Já era noite quando liguei pra Pousada das Cores querendo saber se tinha um quarto disponível. O Éverton atendeu meio desconfiado mas mesmo assim me passou a direção. Mesmo antes de chegar ao quarto já havia gostado do lugar. Do lado de fora a casa no final da rua, com mesas na varanda, chamava atenção pelos detalhes. Dentro, a medida que Éverton ia me guiando, conseguia distinguir esculturas no jardim, um caramanchão e mais coisas que deixavam o lugar singular. Quando passamos por uma sala de estar, ele comentou: “TV se quiser é aqui. No quarto não tem”. Falei que não ligava TV a uma semana. Na portas dos quartos, de paredes brancas e portas e janelas pintadas de cores diferentes – o meu era o goiaba – Éverton continuava o papo que vínhamos tendo. Contava que fez o Caminho de Santiago, “e lá, em alguns lugares, você deita no colchão, daqueles de molas antigos, e sua bunda vai no chão”. Morou na Espanha quando estudava, fez jornalismo, trabalhou no Estado de Minas (“o Roberto Drummond era meu editor na cultura”), no Palácio das Artes, mas resolveu morar no meio do nada: “no meio do nada acham os meus amigos, né?

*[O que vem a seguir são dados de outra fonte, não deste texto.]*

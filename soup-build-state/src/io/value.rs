//! Reader and writer for parameter value tables (`GenerateParameters`).

use std::io::Read;
use std::path::Path;

use byteorder::{LittleEndian, ReadBytesExt, WriteBytesExt};

use super::{
    ensure_eof, open_versioned, persist_atomic, read_count, read_string, write_header, write_string,
    write_u32,
};
use crate::error::StateError;
use crate::value::{Value, ValueTable};

const MAGIC: &[u8; 4] = b"SVAL";
const VERSION: u32 = 1;

const TAG_TABLE: u8 = 0;
const TAG_LIST: u8 = 1;
const TAG_STRING: u8 = 2;
const TAG_INTEGER: u8 = 3;
const TAG_FLOAT: u8 = 4;
const TAG_BOOLEAN: u8 = 5;

/// Loads a value table. `Ok(None)` means the file does not exist.
pub fn try_load(path: &Path) -> Result<Option<ValueTable>, StateError> {
    let mut reader = match open_versioned(path, MAGIC, VERSION)? {
        Some(reader) => reader,
        None => return Ok(None),
    };

    let value = read_value(&mut reader)?;
    ensure_eof(&mut reader)?;
    match value {
        Value::Table(table) => Ok(Some(table)),
        _ => Err(StateError::corrupt("root value is not a table")),
    }
}

/// Writes the table atomically.
pub fn save(path: &Path, table: &ValueTable) -> Result<(), StateError> {
    persist_atomic(path, &to_bytes(table))
}

/// The exact byte image `save` would write. Round-trip through
/// `to_bytes`/`try_load` is identity, which also makes this a stable
/// fingerprint of a table's contents.
pub fn to_bytes(table: &ValueTable) -> Vec<u8> {
    let mut bytes = Vec::new();
    write_header(&mut bytes, MAGIC, VERSION);
    write_value(&mut bytes, &Value::Table(table.clone()));
    bytes
}

fn read_value(reader: &mut impl Read) -> Result<Value, StateError> {
    let tag = reader.read_u8().map_err(|_| StateError::corrupt("truncated value"))?;
    match tag {
        TAG_TABLE => {
            let count = read_count(reader)?;
            let mut table = ValueTable::new();
            for _ in 0..count {
                let key = read_string(reader)?;
                if table.contains(&key) {
                    return Err(StateError::corrupt(format!("duplicate table key {:?}", key)));
                }
                let value = read_value(reader)?;
                table.set(key, value);
            }
            Ok(Value::Table(table))
        }
        TAG_LIST => {
            let count = read_count(reader)?;
            let mut list = Vec::with_capacity(count as usize);
            for _ in 0..count {
                list.push(read_value(reader)?);
            }
            Ok(Value::List(list))
        }
        TAG_STRING => Ok(Value::String(read_string(reader)?)),
        TAG_INTEGER => Ok(Value::Integer(
            reader.read_i64::<LittleEndian>().map_err(|_| StateError::corrupt("truncated value"))?,
        )),
        TAG_FLOAT => Ok(Value::Float(f64::from_bits(
            reader.read_u64::<LittleEndian>().map_err(|_| StateError::corrupt("truncated value"))?,
        ))),
        TAG_BOOLEAN => {
            match reader.read_u8().map_err(|_| StateError::corrupt("truncated value"))? {
                0 => Ok(Value::Boolean(false)),
                1 => Ok(Value::Boolean(true)),
                other => Err(StateError::corrupt(format!("invalid boolean byte {}", other))),
            }
        }
        other => Err(StateError::corrupt(format!("unknown value tag {}", other))),
    }
}

fn write_value(out: &mut Vec<u8>, value: &Value) {
    match value {
        Value::Table(table) => {
            out.push(TAG_TABLE);
            write_u32(out, table.len() as u32);
            for (key, value) in table.iter() {
                write_string(out, key);
                write_value(out, value);
            }
        }
        Value::List(list) => {
            out.push(TAG_LIST);
            write_u32(out, list.len() as u32);
            for value in list {
                write_value(out, value);
            }
        }
        Value::String(value) => {
            out.push(TAG_STRING);
            write_string(out, value);
        }
        Value::Integer(value) => {
            out.push(TAG_INTEGER);
            out.write_i64::<LittleEndian>(*value).expect("write to vec");
        }
        Value::Float(value) => {
            out.push(TAG_FLOAT);
            out.write_u64::<LittleEndian>(value.to_bits()).expect("write to vec");
        }
        Value::Boolean(value) => {
            out.push(TAG_BOOLEAN);
            out.push(if *value { 1 } else { 0 });
        }
    }
}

Eu não acho”. E ficamos ali na conversa, eu ainda de pé, querendo tomar um banho, mas o papo rendia. Até que perguntei se tinha algo pra comer na cidade. “Você gosta de caldo? Se for um caldo dá pra fazer. E não sou modesto não: sou cozinheiro de mão cheia”, ele disse. Gosto de caldo, angu, quiabo, jiló, o que tiver eu como. “Ah, então você é a pessoa certa pra fazer a Estrada Real. Desce às 7 que faço pra você”. Mas 7 já são, Éverton (ficamos uma hora de conversa). “7:30 então”.

Desci e consegui me perder entre meu quarto e a cozinha (como mesmo que estou fazendo a Estrada Real sozinho?). Cheguei uns minutos depois do combinado e Éverton estava acabando de rapar a panela. “Você já quer comer? Pega esse prato aí então. E essa outra vasilha”. Fomos pra um salão enorme, pra pelo menos umas 120 pessoas. E ficamos só nós dois ali, sentados quase frente à frente, cada um com seu caldo de mandioca (ele estava certo: é mesmo cozinheiro de mão cheia) e eu ainda com três pães de inhame, que Éverton também quem fez. “Comi desse pão o dia inteiro. Tô aqui só pra te fazer companhia”. No tempo que devorei três pratos enormes do caldo, falamos sobre mais uma pancada de assuntos. Éverton disse que foi seminarista (“mas hoje não tenho religião, nem time de futebol, nem partido político e sou assexuado”) e que montou a pousada com a ideia de fazer um mosteiro. No terreno tem também uma igreja pra 100 pessoas e dos tempos de seminário guarda amizades com padres e freiras. “As freiras veem aqui e eu pergunto: irmã, quer uma cervejinha? Elas acham que não vai pegar bem então eu falo: preocupa não! Eu boto num bule esmaltado e a gente bebe na xícara. Se chegar alguém a gente fala que é chá. E fico aqui tomando o chá das cinco com as freiras”. Eu caio na gargalhada e ele conta vários outros causos, impublicáveis (porque vou deixar a surpresa pro livro que ele mesmo está escrevendo).

Se não bastasse, ele ainda fábrica licores e vinagres de vários sabores. “Aliás, também estudo a peidologia”, completa. E já emenda: “e doce, você gosta? Hoje tem de mamão, de banana com chocolate e goiaba com banana. E sorvete? Os sorvetes a gente faz aqui são excelentes. Tem dê araticum e abacate. Experimenta”. Me ganhou na simpatia, na conversa e no estômago. Volto a Cocais só pra passar mais um dia com ele.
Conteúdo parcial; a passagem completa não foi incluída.